放了電話,吳大海朝簡又然笑笑,那笑有些莫名。就像剛才李明學的電話一樣,彷彿吳大海設計好的一個圈套,精緻得讓人看不出痕迹。
酒宴結束,吳大海請簡又然喝茶,簡又然回了,說中午要休息一會兒,下午要回省城的。吳大海說那我送你,就拉着簡又然上了車,到了湖海山莊,下車時,吳大海堅持要送簡又然回房間。簡又然說:“真的不必了,你回去吧。”說這話時,他的臉色有點難看。
吳大海一定也感覺到了,停了腳步,道:“剛才李書記讓我多跟簡書記聯繫。這不?我不過是想認認門的。既然簡書記另外有事,我就……”說著,從車裏包里拿出了一個信封,遞過來。簡又然用手推了下,吳大海說:“拜年也得拜年禮吧。簡書記不收,是不是嫌我吳大海沒能耐?”
“這個哪是?我真的不能收。你請回吧,我要上去了。”簡又然說著轉了身。
吳大海卻追上來,將信封順勢塞到簡又然的包里,然後坐進車子就走了。
簡又然站在那兒,望着車子後面揚起的灰塵,無奈地搖了搖頭。
簡又然到湖東來前,給自己也定了很多的規矩。不和一些有爭議的人攪和在一起,這吳大海便是。蔣大川以前查過他,現在省紀委又要求查他。一個沒有一點事的人,不可能三番五次地被人查的。跟這樣的人攪和久了,正如民間所言:長在河邊走,哪有不濕鞋?到頭來,自己的鞋怎麼濕了也許都還不知道呢?
但是,吳大海剛才那個信封明明白白地就裝在簡又然的包里,回到房間,簡又然趕緊打開,一看就是一萬。這吳大海也是好大口氣,出門在外,包里隨便一拿就是一萬。不知那包里還有多少這樣的信封?唉!這種公款腐敗?還是私款腐敗啊?

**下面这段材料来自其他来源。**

use diesel::prelude::*;
use serde::{Deserialize, Serialize};

use st_core::Exchange;

use crate::connection::AnyConnection;
use crate::repository::RepositoryResult;
use crate::schema::stocks;

/// A listed security. `symbol` is unique and stored uppercase.
#[derive(Queryable, Selectable, Identifiable, Debug, Clone, Serialize, Deserialize)]
#[diesel(table_name = stocks)]
pub struct Stock {
  pub id: i32,
  pub symbol: String,
  pub name: String,
  pub exchange: String,
}

#[derive(Insertable, Debug, Clone)]
#[diesel(table_name = stocks)]
pub struct NewStock {
  pub symbol: String,
  pub name: String,
  pub exchange: String,
}

impl Stock {
  /// Insert a stock, normalizing the symbol to uppercase.
  ///
  /// A duplicate symbol (case-insensitive) fails with a uniqueness violation
  /// surfaced from the storage engine.
  pub fn create(
    conn: &mut AnyConnection,
    symbol: &str,
    name: &str,
    exchange: Exchange,
  ) -> RepositoryResult<Self> {
    let symbol = symbol.to_uppercase();
    let new_stock = NewStock {
      symbol: symbol.clone(),
      name: name.to_string(),
      exchange: exchange.to_string(),
    };

    diesel::insert_into(stocks::table).values(&new_stock).execute(conn)?;

    let stock = stocks::table.filter(stocks::symbol.eq(&symbol)).first(conn)?;
    Ok(stock)
  }

  pub fn find_by_id(conn: &mut AnyConnection, id: i32) -> RepositoryResult<Option<Self>> {
    let stock = stocks::table.find(id).first(conn).optional()?;
    Ok(stock)
  }

  /// Lookup by symbol; matching is case-insensitive through normalization.
  pub fn find_by_symbol(conn: &mut AnyConnection, symbol: &str) -> RepositoryResult<Option<Self>> {
    let stock = stocks::table
      .filter(stocks::symbol.eq(symbol.to_uppercase()))
      .first(conn)
      .optional()?;
    Ok(stock)
  }

  pub fn list(conn: &mut AnyConnection, offset: i64, limit: i64) -> RepositoryResult<Vec<Self>> {
    let results = stocks::table
      .order(stocks::id.asc())
      .offset(offset)
      .limit(limit)
      .load(conn)?;
    Ok(results)
  }
}
/*
 *
 *
 *
 *
 * MIT License
 * Copyright (c) 2025. Dwight J. Browne
 * dwight[-at-]dwightjbrowne[-dot-]com
 *
 *
 * Permission is hereby granted, free of charge, to any person obtaining a copy
 * of this software and associated documentation files (the "Software"), to deal
 * in the Software without restriction, including without limitation the rights
 * to use, copy, modify, merge, publish, distribute, sublicense, and/or sell
 * copies of the Software, and to permit persons to whom the Software is
 * furnished to do so, subject to the following conditions:
 *
 * The above copyright notice and this permission notice shall be included in all
 * copies or substantial portions of the Software.
 *
 * THE SOFTWARE IS PROVIDED "AS IS", WITHOUT WARRANTY OF ANY KIND, EXPRESS OR
 * IMPLIED, INCLUDING BUT NOT LIMITED TO THE WARRANTIES OF MERCHANTABILITY,
 * FITNESS FOR A PARTICULAR PURPOSE AND NONINFRINGEMENT. IN NO EVENT SHALL THE
 * AUTHORS OR COPYRIGHT HOLDERS BE LIABLE FOR ANY CLAIM, DAMAGES OR OTHER
 * LIABILITY, WHETHER IN AN ACTION OF CONTRACT, TORT OR OTHERWISE, ARISING FROM,
 * OUT OF OR IN CONNECTION WITH THE SOFTWARE OR THE USE OR OTHER DEALINGS IN THE
 * SOFTWARE.
 */

//! Stock exchange identifiers.

use serde::{Deserialize, Serialize};

/// Stock exchange identifiers
#[derive(Debug, Clone, Copy, PartialEq, Eq, Hash, Serialize, Deserialize)]
pub enum Exchange {
  /// National Stock Exchange of India
  NSE,
  /// Bombay Stock Exchange
  BSE,
}

impl std::fmt::Display for Exchange {
  fn fmt(&self, f: &mut std::fmt::Formatter<'_>) -> std::fmt::Result {
    match self {
      Exchange::NSE => write!(f, "NSE"),
      Exchange::BSE => write!(f, "BSE"),
    }
  }
}

impl Exchange {
  /// Parse exchange from string
  pub fn from_str(s: &str) -> Option<Self> {
    match s.to_uppercase().as_str() {
      "NSE" | "NATIONAL STOCK EXCHANGE OF INDIA" => Some(Exchange::NSE),
      "BSE" | "BOMBAY STOCK EXCHANGE" => Some(Exchange::BSE),
      _ => None,
    }
  }

  /// Get the full name of the exchange
  pub fn full_name(&self) -> &'static str {
    match self {
      Exchange::NSE => "National Stock Exchange of India",
      Exchange::BSE => "Bombay Stock Exchange",
    }
  }
}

簡又然一時也想不出怎麼處理這隻信封,就放進抽屜里,日後再處理吧,總得找個合適的方式。作為一個在機關工作多年的幹部,簡又然深知處理這樣的事情的棘手。交給紀委吧,很快就會盡人皆知,到最後也許落個假清廉的名聲;還給吳大海吧,很難找到適合的時間;就收下吧,心裏又有些打鼓。畢竟吳大海不是程輝。吳大海是水陽的書記,是個在目前看來並不能讓簡又然放心的人物啊。
小顧敲門,問簡書記可有什麼衣服需要洗的,還有房間是不是要打掃?簡又然說現在不要,我下午就回省城了。我回去后你再來打掃吧。衣服也帶回去了,不麻煩你了。
小顧依然站着,簡又然看着小顧的神情有些不對,便道:“怎麼?有事?”
“簡書記,明年我不在這兒了。”
“是嗎?袁總……”
“不是的。我自己要走的。我要到浙江去,跟我們村裡人一道。”
“你老家不在湖東?”
“在桐山。不過我從小是在這邊長大的。家裏窮,這裏每個月的工資也不高。”
“啊”,簡又然看了看小顧,其實這孩子還小,也比自己的女兒大不了多少。桐山那邊經濟相對落後,在外打工的,也多是跟在別人後面。很多年輕的女孩子出去了,不是到紡織廠,就是到一些條件更艱苦的工廠,有的甚至走上了風塵之路。
“那你去幹什麼呢?”簡又然問。
“到一個茶樓去當招待,聽說一個月能有兩千塊的收入。”小顧的眼神里有些興奮。
簡又然不好再說什麼了,就道:“那……就這樣吧。我要休息了。”
小顧出去后,簡又然想起了桐山。杜光輝不知是否回省城了?聽說杜光輝在桐山分管農業,那是一個苦差事,也是一個吃力不討好的差事,不知怎麼輪到了杜光輝的頭上?簡又然還聽說因為抗雪報道的事,桐山的林書記對杜光輝很有些想法。杜光輝這麼一個沉實的人,其實是不太適合於下派對的,簡又然想。
可是,畢竟下派掛職了。兩年,兩年哪!
簡又然不知道,此刻,杜光輝正陪着桐山縣縣長琚書懷,走在通往歐陽部長家的路上。